UK boating numbers on canals and rivers increase

numbers on canals and rivers increase
numbers on canals and rivers increase

The UK Canal and River Trust’s national boat count shows an increase in boaters using the canals across England and Wales over the last three years. The last full annual boat count took place in 2019, with the pandemic affecting the counts scheduled for 2020 and 2021. The count reveals that the number of boaters rose by 3.3 per cent across England and Wales and there was also a licence compliance rate of 94.1 per cent.

Over the course of the last three years the survey shows a slight drop in the percentage of licensed boats, down from 96.5 per cent in 2019 to 94.1 per cent this year, together with an increase in boats taking a licence without a home mooring with indications that boats appear to have left marinas to continuously cruise.
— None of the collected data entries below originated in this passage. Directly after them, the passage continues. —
//! Error statement selection, level detection and payload extraction.

use tracing::debug;

use alm_types::{DetectedLevel, ErrorStatement};

use crate::normalize::{filter_ignoring, process_log_inference};
use crate::patterns::{ERROR_STATEMENT, PAYLOAD_DELIMITER, RESULT_LINE, SECTION_BREAK, SEVERITY_MARKER};

/// Severity keyword of an Ansible failure marker.
#[derive(Debug, Clone, Copy, PartialEq, Eq)]
pub enum Severity {
    Fatal,
    Error,
    Failed,
}

impl Severity {
    fn from_keyword(keyword: &str) -> Option<Self> {
        match keyword {
            "fatal" => Some(Severity::Fatal),
            "error" => Some(Severity::Error),
            "failed" => Some(Severity::Failed),
            _ => None,
        }
    }

    /// All severities collapse to a single output level.
    pub fn level(&self) -> DetectedLevel {
        DetectedLevel::Error
    }
}

/// Select error-bearing sections from a raw run log.
///
/// The text is split on blank lines. A section is selected when it contains
/// a `fatal:`, `error:` or `failed:` statement (`[host]`, optional
/// `(item=...)`, delimiter, payload) and does not carry `...ignoring`.
/// Selected sections are returned verbatim, in input order.
pub fn select_error_logs(raw_text: &str) -> Vec<String> {
    let selected: Vec<String> = SECTION_BREAK
        .split(raw_text)
        .filter(|section| !section.trim().is_empty())
        .filter(|section| ERROR_STATEMENT.is_match(section))
        .filter(|section| !filter_ignoring(section))
        .map(str::to_string)
        .collect();

    debug!(selected = selected.len(), "Selected error statements");
    selected
}

/// Severity of the first failure marker in the text.
pub fn detect_severity(statement: &str) -> Option<Severity> {
    SEVERITY_MARKER
        .captures(statement)
        .and_then(|caps| caps.name("severity"))
        .and_then(|m| Severity::from_keyword(m.as_str()))
}

/// Classify a statement: [`DetectedLevel::Error`] when it carries a failure
/// marker, [`DetectedLevel::Unknown`] otherwise.
pub fn detect_error_level(statement: &str) -> DetectedLevel {
    detect_severity(statement)
        .map(|severity| severity.level())
        .unwrap_or(DetectedLevel::Unknown)
}

/// Host named by the first failure marker.
pub fn extract_host(statement: &str) -> Option<String> {
    SEVERITY_MARKER
        .captures(statement)
        .and_then(|caps| caps.name("host"))
        .map(|m| m.as_str().to_string())
}

/// Extract the structured payload following the last failure marker's `=>`.
///
/// When several markers are present the last one wins, which prefers the
/// innermost error of concatenated statements.
///
/// The payload runs to the next host result line or the end of the text.
/// When it opens with `{`, it is cut after the last `}`; unbalanced payloads
/// are returned as-is. Text with no marker, or an empty payload, is returned
/// unchanged.
pub fn extract_error_from_log(statement: &str) -> String {
    let Some(last) = PAYLOAD_DELIMITER.find_iter(statement).last() else {
        return statement.to_string();
    };

    let rest = &statement[last.end()..];
    let rest = match RESULT_LINE.find(rest) {
        Some(next) => &rest[..next.start()],
        None => rest,
    };

    let payload = rest.trim();
    if payload.is_empty() {
        return statement.to_string();
    }

    if payload.starts_with('{') {
        if let Some(close) = payload.rfind('}') {
            return payload[..=close].to_string();
        }
    }
    payload.to_string()
}

/// Build a normalized statement from one selected section.
pub fn statement_from_raw(raw: &str) -> ErrorStatement {
    ErrorStatement::new(
        raw,
        detect_error_level(raw),
        process_log_inference(raw),
        extract_host(raw),
    )
}

/// Select and normalize every error statement in a raw run log.
pub fn extract_statements(raw_text: &str) -> Vec<ErrorStatement> {
    select_error_logs(raw_text)
        .iter()
        .map(|raw| statement_from_raw(raw))
        .collect()
}

#[cfg(test)]
mod tests {
    use super::*;

    const FATAL_LINE: &str =
        r#"fatal: [host1.example.com]: FAILED! => {"msg": "Connection timeout", "rc": 1}"#;
    const ERROR_LINE: &str =
        r#"error: [host2.example.com]: UNREACHABLE! => {"msg": "SSH connection refused"}"#;
    const FAILED_LINE: &str =
        r#"failed: [host3.example.com] (item=package1) => {"msg": "Package not found", "rc": 127}"#;
    const SUCCESS_LINE: &str = r#"ok: [host1.example.com] => {"changed": false, "msg": "OK"}"#;

    fn multi_line_sample() -> String {
        [
            "TASK [Setup package manager] ************************************",
            "ok: [host1.example.com]",
            r#"fatal: [host2.example.com]: FAILED! => {"msg": "Package manager not found", "rc": 1}"#,
            r#"error: [host3.example.com]: UNREACHABLE! => {"msg": "Connection lost"}"#,
            r#"failed: [host4.example.com] (item=nginx) => {"msg": "Failed to install nginx"}"#,
            r#"ok: [host5.example.com] => {"changed": true}"#,
            r#"fatal: [host6.example.com]: FAILED! => {"msg": "Timeout"} ...ignoring"#,
        ]
        .join("\n\n")
    }

    #[test]
    fn test_select_each_severity_once() {
        let result = select_error_logs(&multi_line_sample());
        assert_eq!(result.len(), 3);

        let fatal: Vec<_> = result.iter().filter(|s| s.contains("fatal:")).collect();
        assert_eq!(fatal.len(), 1);
        assert!(fatal[0].contains("host2.example.com"));

        assert!(result.iter().any(|s| s.contains("error:") && s.contains("host3")));
        assert!(result.iter().any(|s| s.contains("failed:") && s.contains("host4")));
    }

    #[test]
    fn test_select_excludes_ignoring_and_success() {
        let result = select_error_logs(&multi_line_sample());
        assert!(result.iter().all(|s| !s.contains("...ignoring")));
        assert!(result.iter().all(|s| !s.trim().starts_with("ok:")));
    }

    #[test]
    fn test_select_empty_and_success_only() {
        assert!(select_error_logs("").is_empty());

        let success_only = concat!(
            "ok: [host1.example.com] => {\"changed\": false}\n\n",
            "ok: [host2.example.com] => {\"msg\": \"Success\"}\n\n",
            "changed: [host3.example.com] => {\"msg\": \"Updated\"}"
        );
        assert!(select_error_logs(success_only).is_empty());
    }

    #[test]
    fn test_select_preserves_original_format() {
        let special = "fatal: [special-host_01.sub.domain.com]: FAILED! => {\"msg\": \"Error with \\\"quotes\\\" and tabs\t\"}";
        let result = select_error_logs(special);
        assert_eq!(result, vec![special.to_string()]);

        assert_eq!(select_error_logs(FATAL_LINE), vec![FATAL_LINE.to_string()]);
    }

    #[test]
    fn test_select_scenario_ok_then_fatal() {
        let result = select_error_logs("ok: [h1]\n\nfatal: [h2]: FAILED! => {}");
        assert_eq!(result.len(), 1);
        assert!(result[0].contains("h2"));
    }

    #[test]
    fn test_select_is_case_sensitive() {
        assert!(select_error_logs(r#"FATAL: [h]: FAILED! => {"msg": "x"}"#).is_empty());
    }

    #[test]
    fn test_select_keeps_task_block_together() {
        let raw = concat!(
            "TASK [Install nginx] ***\n",
            "fatal: [web1]: FAILED! => {\"msg\": \"No package nginx available.\"}\n",
            "ok: [web2]\n",
            "\n",
            "PLAY RECAP ***\n",
            "web1 : ok=3 failed=1\n"
        );
        let result = select_error_logs(raw);
        assert_eq!(result.len(), 1);
        assert!(result[0].starts_with("TASK [Install nginx]"));
        assert!(result[0].contains("ok: [web2]"));
    }

    #[test]
    fn test_select_splits_on_runs_of_blank_lines() {
        let raw = "PLAY [x] ***\n\n\nTASK [y] ***\n\t\n\r\nfatal: [h]: FAILED! => {\"msg\": \"boom\"}\n";
        let result = select_error_logs(raw);
        assert_eq!(result, vec!["fatal: [h]: FAILED! => {\"msg\": \"boom\"}\n".to_string()]);

        let raw = "PLAY [x] ***\n\n\nTASK [y] ***\nfatal: [h]: FAILED! => {\"msg\": \"boom\"}\n";
        let statements = extract_statements(raw);
        assert_eq!(statements.len(), 1);
        assert!(statements[0].raw.starts_with("TASK [y]"));
        assert_eq!(statements[0].message, r#"{"msg": "boom"}"#);
    }

    #[test]
    fn test_detect_level() {
        assert_eq!(detect_error_level(FATAL_LINE), DetectedLevel::Error);
        assert_eq!(detect_error_level(ERROR_LINE), DetectedLevel::Error);
        assert_eq!(detect_error_level(FAILED_LINE), DetectedLevel::Error);
        assert_eq!(detect_error_level(SUCCESS_LINE), DetectedLevel::Unknown);
        assert_eq!(detect_error_level("changed: [h] => {}"), DetectedLevel::Unknown);
        assert_eq!(detect_error_level(""), DetectedLevel::Unknown);
        assert_eq!(
            detect_error_level("This is just a random message without errors"),
            DetectedLevel::Unknown
        );
        assert_eq!(
            detect_error_level(r#"FATAL: [host]: FAILED! => {"msg": "error"}"#),
            DetectedLevel::Unknown
        );
    }

    #[test]
    fn test_detect_severity_uses_first_occurrence() {
        let text = r#"failed: [a] (item=x) => {} fatal: [b]: FAILED! => {}"#;
        assert_eq!(detect_severity(text), Some(Severity::Failed));
        assert_eq!(
            detect_error_level(r#"error: [host]: error: [host2]: FAILED! => {"msg": "nested"}"#),
            DetectedLevel::Error
        );
    }

    #[test]
    fn test_extract_host() {
        assert_eq!(extract_host(FATAL_LINE).as_deref(), Some("host1.example.com"));
        assert_eq!(
            extract_host(r#"fatal: [2001:db8::1]: FAILED! => {"msg": "x"}"#).as_deref(),
            Some("2001:db8::1")
        );
        assert_eq!(extract_host(SUCCESS_LINE), None);
    }

    #[test]
    fn test_extract_payload() {
        assert_eq!(
            extract_error_from_log(FATAL_LINE),
            r#"{"msg": "Connection timeout", "rc": 1}"#
        );
        assert!(extract_error_from_log(FAILED_LINE).contains("Package not found"));
        assert!(extract_error_from_log(
            r#"error: [host]: CHANGED! => {"msg": "Path: /var/log/\"test\".log", "rc": 0}"#
        )
        .contains("Path:"));
        assert!(extract_error_from_log(r#"fatal: [2001:db8::1]: FAILED! => {"msg": "IPv6 host error"}"#)
            .contains("IPv6 host error"));
    }

    #[test]
    fn test_extract_pass_through() {
        let weird = "This is not a standard Ansible log format";
        assert_eq!(extract_error_from_log(weird), weird);
        assert_eq!(extract_error_from_log(""), "");
        assert_eq!(extract_error_from_log(SUCCESS_LINE), SUCCESS_LINE);
        assert_eq!(extract_error_from_log("fatal: [h]: FAILED! =>"), "fatal: [h]: FAILED! =>");
    }

    #[test]
    fn test_extract_multiline_payload() {
        let log = concat!(
            "fatal: [host1.example.com]: FAILED! => {\n",
            "    \"msg\": \"This is a multiline error message\",\n",
            "    \"details\": {\n",
            "        \"code\": 500,\n",
            "        \"error\": \"Internal Server Error\"\n",
            "    }\n",
            "}"
        );
        let result = extract_error_from_log(log);
        assert!(result.starts_with('{') && result.ends_with('}'));
        assert!(result.contains("multiline error message"));
        assert!(result.contains("Internal Server Error"));
    }

    #[test]
    fn test_extract_takes_last_match() {
        let nested = r#"fatal: [host1]: FAILED! => {"outer": "error"} fatal: [host2]: FAILED! => {"inner": "error"}"#;
        assert_eq!(extract_error_from_log(nested), r#"{"inner": "error"}"#);
    }

    #[test]
    fn test_extract_stops_at_next_host_result() {
        let block = concat!(
            "TASK [Install nginx] ***\n",
            "fatal: [web1]: FAILED! => {\"msg\": \"No package\"}\n",
            "ok: [web2] => {\"changed\": false}\n"
        );
        assert_eq!(extract_error_from_log(block), r#"{"msg": "No package"}"#);
    }

    #[test]
    fn test_extract_tolerates_malformed_payloads() {
        let malformed = r#"fatal: [host]: FAILED! => {"msg": broken json here"#;
        assert_eq!(extract_error_from_log(malformed), r#"{"msg": broken json here"#);
        assert_eq!(extract_error_from_log("fatal: [host]: FAILED! => {}"), "{}");
        assert_eq!(extract_error_from_log("fatal: [h]: FAILED! => }{"), "}{");
    }

    #[test]
    fn test_extract_unicode_safe() {
        let log = r#"fatal: [サーバー.example.com]: FAILED! => {"msg": "Error: 文字化け 🔥"}"#;
        assert_eq!(extract_error_from_log(log), r#"{"msg": "Error: 文字化け 🔥"}"#);
        assert_eq!(extract_host(log).as_deref(), Some("サーバー.example.com"));
    }

    #[test]
    fn test_extract_various_hosts() {
        for host in [
            "simple",
            "host.domain.com",
            "host-with-dashes",
            "host_with_underscores",
            "192.168.1.1",
            "host123",
            "UPPERCASE.HOST",
        ] {
            let log = format!(r#"fatal: [{host}]: FAILED! => {{"msg": "test error for {host}"}}"#);
            assert!(
                extract_error_from_log(&log).contains(&format!("test error for {host}")),
                "host: {host}"
            );
        }
    }

    #[test]
    fn test_extract_statements_workflow() {
        let statements = extract_statements(&multi_line_sample());
        assert_eq!(statements.len(), 3);
        for stmt in &statements {
            assert_eq!(stmt.level, DetectedLevel::Error);
            assert!(!stmt.message.is_empty());
            assert!(stmt.message.chars().count() <= 5000);
            assert!(stmt.host.is_some());
        }
        assert_eq!(statements[0].host.as_deref(), Some("host2.example.com"));
    }

    #[test]
    fn test_statement_from_task_block_extracts_payload() {
        let raw = "TASK [Install] ***\nfatal: [web1]: FAILED! => {\"msg\": \"No package nginx\"}";
        let stmt = statement_from_raw(raw);
        assert_eq!(stmt.message, r#"{"msg": "No package nginx"}"#);
        assert_eq!(stmt.host.as_deref(), Some("web1"));
        assert_eq!(stmt.raw, raw);
    }
}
Matthew Symonds, national boating manager at Canal & River Trust, says: “The last few years have been difficult for most of us, including many boaters. The rise in the number of boats sighted, and the slight fall in licence compliance, could suggest that pressures stemming from the pandemic and the cost-of-living crisis are affecting use of the waterways.”

Whilst compliance decreased in all trust regions, the relative decrease was greatest in Yorkshire & North-East and the East Midlands. The East Midlands also saw the greatest growth in boat numbers, with a 13.3 per cent increase on 2019, followed by the North West (5.8 per cent) and London (4.8 per cent).
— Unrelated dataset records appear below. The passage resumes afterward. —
//! Log entries and the alerts produced from them.

use chrono::{DateTime, Utc};
use serde::{Deserialize, Serialize};
use std::collections::HashMap;

/// A log line pulled from the log store, with its stream labels.
#[derive(Debug, Clone, PartialEq, Serialize, Deserialize)]
pub struct LogEntry {
    /// Source timestamp of the line
    pub timestamp: DateTime<Utc>,

    /// Log message text
    pub message: String,

    /// Stream labels (`filename`, `job`, `detected_level`, ...)
    #[serde(default)]
    pub labels: HashMap<String, String>,
}

impl LogEntry {
    pub fn new(timestamp: DateTime<Utc>, message: impl Into<String>) -> Self {
        Self {
            timestamp,
            message: message.into(),
            labels: HashMap::new(),
        }
    }

    pub fn with_label(mut self, key: impl Into<String>, value: impl Into<String>) -> Self {
        self.labels.insert(key.into(), value.into());
        self
    }

    /// File the line was read from, if the log store labelled it.
    pub fn file_name(&self) -> Option<&str> {
        self.labels.get("filename").map(String::as_str)
    }
}

/// An enriched alert for one log entry.
///
/// Every field after `log_entry` is filled in by an orchestration step and
/// stays `None` until that step has run.
#[derive(Debug, Clone, PartialEq, Serialize, Deserialize)]
pub struct Alert {
    pub log_entry: LogEntry,

    /// Cluster label shared by semantically similar entries
    #[serde(default)]
    pub log_cluster: Option<String>,

    #[serde(default)]
    pub log_summary: Option<String>,

    #[serde(default)]
    pub expert_classification: Option<String>,

    #[serde(default)]
    pub need_more_context: Option<bool>,

    #[serde(default)]
    pub step_by_step_solution: Option<String>,

    /// Retrieved knowledge-base context the solution was generated from
    #[serde(default)]
    pub context_for_solution: Option<String>,
}

impl Alert {
    pub fn new(log_entry: LogEntry) -> Self {
        Self {
            log_entry,
            log_cluster: None,
            log_summary: None,
            expert_classification: None,
            need_more_context: None,
            step_by_step_solution: None,
            context_for_solution: None,
        }
    }

    pub fn with_cluster(mut self, label: impl Into<String>) -> Self {
        self.log_cluster = Some(label.into());
        self
    }

    /// Copy the enrichment of a cluster representative onto another entry
    /// of the same cluster.
    pub fn for_entry(&self, log_entry: LogEntry) -> Self {
        Self {
            log_entry,
            ..self.clone()
        }
    }
}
Symonds adds: “The cost of maintaining the canal network is also rapidly increasing and the damaging effects of climate change are growing more frequent, which means that the income from boat licences, around 10% of our total, is even more important for managing and maintaining the network for navigation.
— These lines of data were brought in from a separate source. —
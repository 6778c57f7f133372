//! Error types for the Ansible log monitor.

use thiserror::Error;

/// Unified error type for configuration and shared-type operations.
#[derive(Debug, Error)]
pub enum AlmError {
    /// Configuration error
    #[error("Configuration error: {0}")]
    Config(String),
}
“We supported many boaters throughout the pandemic and will continue to do so where this is needed. Our Boat Licence Customer Support team is out every day helping boaters who might be struggling with their licence requirements and we always urge boaters to talk to us, and in most cases we’re able to find a way to keep people on the water.”

The trust says that on occasion, it does have to take robust action to remove boats when all other avenues have failed. In 2021-22, 100 boats were removed from its navigations as they were unlicensed, despite the Boat Licence customer support team’s best efforts to resolve matters; many were abandoned boats.